I quoted a Buddhist monk as saying that striving to be liked by others is fruitless, it’s much better to like and be at ease with yourself. The Mansion residents in my meditation class – there were seven today – liked that idea.
But I doubted the Mansion residents cared that much about being liked at this point in their lives. I know by know that they do want to talk after meditating, it opens them up in some way.
When our meditation time was up – we were silent for 15 minutes – I asked the residents what it was they wished to talk about, and it seemed they all wanted to talk about fear.
Madeline said she was often terrified at the memory of her brother stabbing her father to death when she was four in order to protect her mother; Ruth said she was fearful half of the day, J said she had nightmares about the children she never sees anymore, and Alice just nodded and smiled. She didn’t want to talk about fear.
I heard their stories and was interested to see how much they want to talk about the realities of aging, and how rarely they get the chance. “Nobody wants to talk to old people,” Madeline says, “to them or about them.”
Madeline, who is in her 90’s, is the most direct and outspoken member of the class. There are usually nine people in the class, two were at the doctor’s today. I am surprised how much they like meditating, and equally surprised how eager they are to talk after the meditation is over.
This is revelation to me, sometimes I think growing older is a taboo in assisted care, the last thing people want or need to talk about. I was wrong. I see that it is important to talk about it.
The meditation class has been a rich experience for me. I ordered some more meditation beads, since almost everyone forgets theirs. I don’t want to embarrass them, so I just order more, they are inexpensive. Wayne has figured this out and wears his as a necklace, so does Peggie.
We meet at a dining room table, which is usually set for lunch. It is almost never really quiet in the dining room, people walk in and out of the front door, there is much clanging and banging in the kitchen, we can ever hear the talking in the office.
But we find the deep silence in that room, every one of us and drink of solitude.
The residents thank me profusely for coming and talking to them.

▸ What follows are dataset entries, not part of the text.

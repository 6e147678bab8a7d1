//! Mock implementations for testing.
//!
//! Provides a scripted transport that records every request it receives.

use crate::errors::{ApiError, ResponseError, SendCleanError, SendCleanResult};
use crate::transport::{HttpTransport, TransportRequest};
use crate::types::{STATUS_ERROR, STATUS_SUCCESS};
use async_trait::async_trait;
use parking_lot::Mutex;
use serde_json::{json, Value};
use std::collections::VecDeque;
use std::sync::Arc;

/// Mock response configuration
#[derive(Debug, Clone)]
pub struct MockResponse {
    /// Parsed response body
    pub body: Value,
    /// Delay before response
    pub delay_ms: Option<u64>,
    /// Error to return instead
    pub error: Option<SendCleanError>,
}

impl MockResponse {
    /// Create a response with the given JSON body
    pub fn json(body: Value) -> Self {
        Self {
            body,
            delay_ms: None,
            error: None,
        }
    }

    /// Create a success envelope with extra payload fields
    pub fn success(payload: Value) -> Self {
        let mut body = json!({"status": STATUS_SUCCESS, "message": "ok"});
        if let (Some(target), Value::Object(fields)) = (body.as_object_mut(), payload) {
            target.extend(fields);
        }
        Self::json(body)
    }

    /// Create a transport-level failure
    pub fn error(error: SendCleanError) -> Self {
        Self {
            body: Value::Null,
            delay_ms: None,
            error: Some(error),
        }
    }

    /// Create an error envelope with the given type tag
    pub fn api_error(error_type: &str, message: &str) -> Self {
        Self::json(json!({
            "status": STATUS_ERROR,
            "type": error_type,
            "message": message
        }))
    }

    /// Add delay to response
    pub fn with_delay(mut self, ms: u64) -> Self {
        self.delay_ms = Some(ms);
        self
    }
}

/// Recorded request for verification
#[derive(Debug, Clone)]
pub struct RecordedRequest {
    /// Request URL
    pub url: String,
    /// Request method
    pub method: String,
    /// Request body
    pub body: Option<Value>,
    /// Request headers as they would be sent
    pub headers: Vec<(String, String)>,
}

impl RecordedRequest {
    /// Look up a body field
    pub fn field(&self, name: &str) -> Option<&Value> {
        self.body.as_ref().and_then(|b| b.get(name))
    }

    /// Look up a header by name, case-insensitively
    pub fn header(&self, name: &str) -> Option<&str> {
        self.headers
            .iter()
            .find(|(k, _)| k.eq_ignore_ascii_case(name))
            .map(|(_, v)| v.as_str())
    }
}

/// Mock HTTP transport for testing
pub struct MockHttpTransport {
    responses: Arc<Mutex<VecDeque<MockResponse>>>,
    requests: Arc<Mutex<Vec<RecordedRequest>>>,
    default_response: Option<MockResponse>,
}

impl MockHttpTransport {
    /// Create a new mock transport
    pub fn new() -> Self {
        Self {
            responses: Arc::new(Mutex::new(VecDeque::new())),
            requests: Arc::new(Mutex::new(Vec::new())),
            default_response: None,
        }
    }

    /// Add a response to the queue
    pub fn add_response(self, response: MockResponse) -> Self {
        self.responses.lock().push_back(response);
        self
    }

    /// Add multiple responses
    pub fn add_responses(self, responses: impl IntoIterator<Item = MockResponse>) -> Self {
        self.responses.lock().extend(responses);
        self
    }

    /// Add a JSON response
    pub fn add_json_response(self, body: Value) -> Self {
        self.add_response(MockResponse::json(body))
    }

    /// Set default response when queue is empty
    pub fn with_default_response(mut self, response: MockResponse) -> Self {
        self.default_response = Some(response);
        self
    }

    /// Get recorded requests
    pub fn recorded_requests(&self) -> Vec<RecordedRequest> {
        self.requests.lock().clone()
    }

    /// Get the last recorded request
    pub fn last_request(&self) -> Option<RecordedRequest> {
        self.requests.lock().last().cloned()
    }

    /// Number of requests received
    pub fn request_count(&self) -> usize {
        self.requests.lock().len()
    }

    /// Get remaining response count
    pub fn remaining_responses(&self) -> usize {
        self.responses.lock().len()
    }

    fn record_request(&self, request: &TransportRequest) {
        let headers = request
            .effective_headers()
            .iter()
            .map(|(k, v)| (k.to_string(), v.to_str().unwrap_or("").to_string()))
            .collect();

        self.requests.lock().push(RecordedRequest {
            url: request.url.clone(),
            method: request.method.to_string(),
            body: request.body.clone(),
            headers,
        });
    }

    fn next_response(&self) -> Option<MockResponse> {
        let mut queue = self.responses.lock();
        queue.pop_front().or_else(|| self.default_response.clone())
    }
}

impl Default for MockHttpTransport {
    fn default() -> Self {
        Self::new()
    }
}

#[async_trait]
impl HttpTransport for MockHttpTransport {
    async fn send(&self, request: TransportRequest) -> SendCleanResult<Value> {
        self.record_request(&request);

        let response = self.next_response().ok_or_else(|| ResponseError::UnexpectedShape {
            message: "No mock response configured".to_string(),
        })?;

        if let Some(delay) = response.delay_ms {
            tokio::time::sleep(std::time::Duration::from_millis(delay)).await;
        }

        if let Some(error) = response.error {
            return Err(error);
        }

        Ok(response.body)
    }
}

impl std::fmt::Debug for MockHttpTransport {
    fn fmt(&self, f: &mut std::fmt::Formatter<'_>) -> std::fmt::Result {
        f.debug_struct("MockHttpTransport")
            .field("pending_responses", &self.responses.lock().len())
            .field("recorded_requests", &self.requests.lock().len())
            .finish()
    }
}

/// Build an [`ApiError`] as the envelope interpreter would
pub fn api_error(error_type: &str, message: &str) -> SendCleanError {
    ApiError::from_envelope(Some(error_type), Some(message)).into()
}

I wasn’t sure if I wanted to do that with them, but now, I can’t wait either.
I see it is a gift for them to talk about their fears – losing contact with their children, getting sick, dying a hard death in some strange nursing home.
We keep the elderly alive and make billions of dollars off of their aging bodies, but take no responsibility for how they might live. To me, that is very often sadder than dying.
This is what I hear every day–without benefit of a meditation group.
It is wonderful that you have found a way to let people talk. It seems to help
a great deal.
The meditation work is so profound and meaningful, Buddha must be rubbing his laughing belly in support of your work along with Jesus.
What strikes me about humans is how much they carry that nobody can ever guess at. And the grace in which somebody like Madeline and Joan and so many others carry that.
Your Mansion seems lovely====kind of sacred, more so than the nursing home
where my dear friend Bob lived for two years. Although I must say when my friend
Eleanor(a nurse) and I went each week, we always found many pockets
of little sacred spots hidden in the huge nursing home complex.
Thanks for the intimate look at the Mansion. It’s quite healing.